Tocar la luna
Por Héctor Martín Rotger
Dos niños de mediana edad sentados en el umbral de una casa a la hora de la siesta. Aún no estamos en la época de tiempo completo programado para ellos por los adultos. O sea que los niños pueden filosofar, arte cuyo ejercicio les es facilitado por no saber nada de filosofía, ni estar enterados de que existe una palabra para describir su modo de preguntar. Todavía no han aprendido a clausurar la interrogación. Todavía son niños. Entonces surgen diálogos como éste:
—Anoche me las ingenié para tocar la luna.
—Eso es imposible, yo sé que la luna está muy, muy alto, que es mucho más grande que como la vemos y que, aquí abajo, podemos verla, pero jamás tocarla.
El primer niño, el que había tocado la luna, hace una pausa. El otro piensa que el caso está terminado y ya está por hablar de otra cosa cuando su amigo se le adelanta.
—Para mí es lo mismo tocar la luna que tocarme la nuca.

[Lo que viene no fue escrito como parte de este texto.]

use serde::{Deserialize, Serialize};
use thiserror::Error;

/// Request body for POST /api/pay_tax
#[derive(Debug, Clone, Serialize)]
pub struct TaxPaymentRequest {
    #[serde(rename = "citizenName")]
    pub citizen_name: String,
    pub cnic: String,
    #[serde(rename = "assetId")]
    pub asset_id: String,
    /// None serializes as JSON null, which is what the portal receives
    /// when the amount field did not parse as an integer.
    pub amount: Option<i64>,
}

/// Receipt returned for a successful tax payment
#[derive(Debug, Clone, Deserialize)]
pub struct TaxPaymentReceipt {
    #[serde(rename = "receiptId")]
    pub receipt_id: String,
}

/// Request body for POST /api/register_vehicle
#[derive(Debug, Clone, Serialize)]
pub struct VehicleRegistrationRequest {
    #[serde(rename = "vehicleId")]
    pub vehicle_id: String,
    #[serde(rename = "ownerCNIC")]
    pub owner_cnic: String,
}

/// Request body for POST /api/apply_number_plate
#[derive(Debug, Clone, Serialize)]
pub struct NumberPlateApplicationRequest {
    #[serde(rename = "vehicleId")]
    pub vehicle_id: String,
}

/// Request body for POST /api/request_ownership_transfer
#[derive(Debug, Clone, Serialize)]
pub struct OwnershipTransferRequest {
    #[serde(rename = "vehicleId")]
    pub vehicle_id: String,
    #[serde(rename = "newOwnerCNIC")]
    pub new_owner_cnic: String,
}

/// Request body for the two approval endpoints
#[derive(Debug, Clone, Serialize)]
pub struct ApprovalRequest {
    #[serde(rename = "vehicleId")]
    pub vehicle_id: String,
}

/// Generic `{status}` success payload shared by several endpoints
#[derive(Debug, Clone, Deserialize)]
pub struct StatusResponse {
    pub status: String,
}

/// One row of GET /api/payments
#[derive(Debug, Clone, Deserialize)]
pub struct PaymentRecord {
    #[serde(rename = "receiptId")]
    pub receipt_id: String,
    #[serde(rename = "citizenName")]
    pub citizen_name: String,
    #[serde(rename = "assetId")]
    pub asset_id: String,
    pub amount: i64,
}

/// One row of GET /api/pending_numberplates
#[derive(Debug, Clone, Deserialize)]
pub struct PendingNumberPlate {
    #[serde(rename = "vehicleId")]
    pub vehicle_id: String,
    #[serde(rename = "ownerCNIC")]
    pub owner_cnic: String,
}

/// One row of GET /api/pending_ownershiptransfers
#[derive(Debug, Clone, Deserialize)]
pub struct PendingOwnershipTransfer {
    #[serde(rename = "vehicleId")]
    pub vehicle_id: String,
    #[serde(rename = "oldOwnerCNIC")]
    pub old_owner_cnic: String,
    #[serde(rename = "newOwnerCNIC")]
    pub new_owner_cnic: String,
}

/// Payload of GET /api/verify/{receiptId}
#[derive(Debug, Clone, Deserialize)]
pub struct VerificationResult {
    #[serde(rename = "citizenName")]
    pub citizen_name: String,
    pub cnic: String,
    #[serde(rename = "assetId")]
    pub asset_id: String,
    pub amount: i64,
    /// Unix seconds
    pub timestamp: i64,
}

/// One payment row of GET /api/verify_vehicle/{cnicOrVehicleId}
#[derive(Debug, Clone, Deserialize)]
pub struct VehiclePaymentRecord {
    #[serde(rename = "receiptId")]
    pub receipt_id: String,
    pub amount: i64,
    /// Already formatted by the server as a local date/time string
    #[serde(rename = "paymentDate")]
    pub payment_date: String,
}

/// Vehicle summary in a verification lookup; every field is null when
/// no vehicle matched the query
#[derive(Debug, Clone, Deserialize)]
pub struct VehicleSummary {
    #[serde(rename = "vehicleId")]
    pub vehicle_id: Option<String>,
    #[serde(rename = "numberPlate")]
    pub number_plate: Option<String>,
    #[serde(rename = "ownerCNIC")]
    pub owner_cnic: Option<String>,
}

/// Payload of GET /api/verify_vehicle/{cnicOrVehicleId}
#[derive(Debug, Clone, Deserialize)]
pub struct VehicleVerification {
    pub payments: Vec<VehiclePaymentRecord>,
    pub vehicle: VehicleSummary,
}

/// Payload of GET /api/track_receipt/{receiptId}, discriminated by `type`
#[derive(Debug, Clone, Deserialize)]
#[serde(tag = "type")]
pub enum ReceiptTrack {
    #[serde(rename = "ownership_transfer")]
    OwnershipTransfer {
        #[serde(rename = "vehicleId")]
        vehicle_id: String,
        status: String,
        #[serde(rename = "dispatchStatus")]
        dispatch_status: Option<String>,
    },
    #[serde(rename = "number_plate_application")]
    NumberPlateApplication {
        #[serde(rename = "vehicleId")]
        vehicle_id: String,
        /// 0 or 1 as stored by the portal
        approved: i64,
        #[serde(rename = "dispatchStatus")]
        dispatch_status: Option<String>,
    },
}

/// Request body for POST /api/update_dispatch_status
#[derive(Debug, Clone, Serialize)]
pub struct DispatchStatusUpdate {
    #[serde(rename = "receiptId")]
    pub receipt_id: String,
    #[serde(rename = "dispatchStatus")]
    pub dispatch_status: String,
}

/// Error type for portal API operations.
///
/// The portal contract is binary: any non-2xx status is a failure carrying
/// an optional `error` string, with no further branching on the code.
#[derive(Debug, Clone, Error)]
pub enum ApiError {
    /// Non-2xx response, with the server's `error` field when it sent one
    #[error("{}", api_message(.status, .message))]
    Api { status: u16, message: Option<String> },
    /// Request rejected before a response arrived
    #[error("{0}")]
    Transport(String),
    /// 2xx response whose body did not match the expected shape
    #[error("{0}")]
    Decode(String),
}

fn api_message(status: &u16, message: &Option<String>) -> String {
    match message {
        Some(text) => text.clone(),
        None => format!("request failed with status {}", status),
    }
}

Al escuchar esto, el segundo, que consideraba más que obvia la diferencia, no sale de su asombro por la insistencia del que cuenta, y ya con un tono no tan tolerante, más bien fastidiado, le vuelve a responder:
—Tocarse uno la propia nuca lo puede hacer el más tonto de los tontos. Yo mismo, aunque no soy tonto como tú, que dices que tocar la nuca y la luna son lo mismo, lo estoy haciendo ahora. Veamos como podría tocar la luna así, como me estoy tocando la nuca.
—Naturalmente -dice el obstinado-, primero tendrás que esperar que se haga de noche, hasta que aparezca, para comprobarlo.
El segundo, ya en el colmo del fastidio, sintiéndose además burlado por la innecesaria aclaración, hace un ademán de irse refunfuñando su contrariedad. Sin embargo, lo retiene el gesto transparente del amigo, que no acusa apariencia de querer molestarlo, y se queda, porque éste todavía quiere seguir la explicación.
—Es cierto, te has tocado la nuca, pero, ¿has podido mirártela?
—¿Y como no?, basta poner un espejo delante de mi cara, inclinarlo un poco hacia arriba, y me puedo ver perfectamente la nuca. Todos lo podemos hacer y ya me estás cansando de tanto porfiar con eso de que has tocado la luna.
—Bueno, te diré, anoche, cuando la luna salió, o sea, cuando podía verla, también enfoqué hacia ella un espejo, y además de mirarla la puede tocar, ahí nomás, al lado mío. Los dos usamos el espejo, tú para mirarte la nuca, yo para tocar la luna.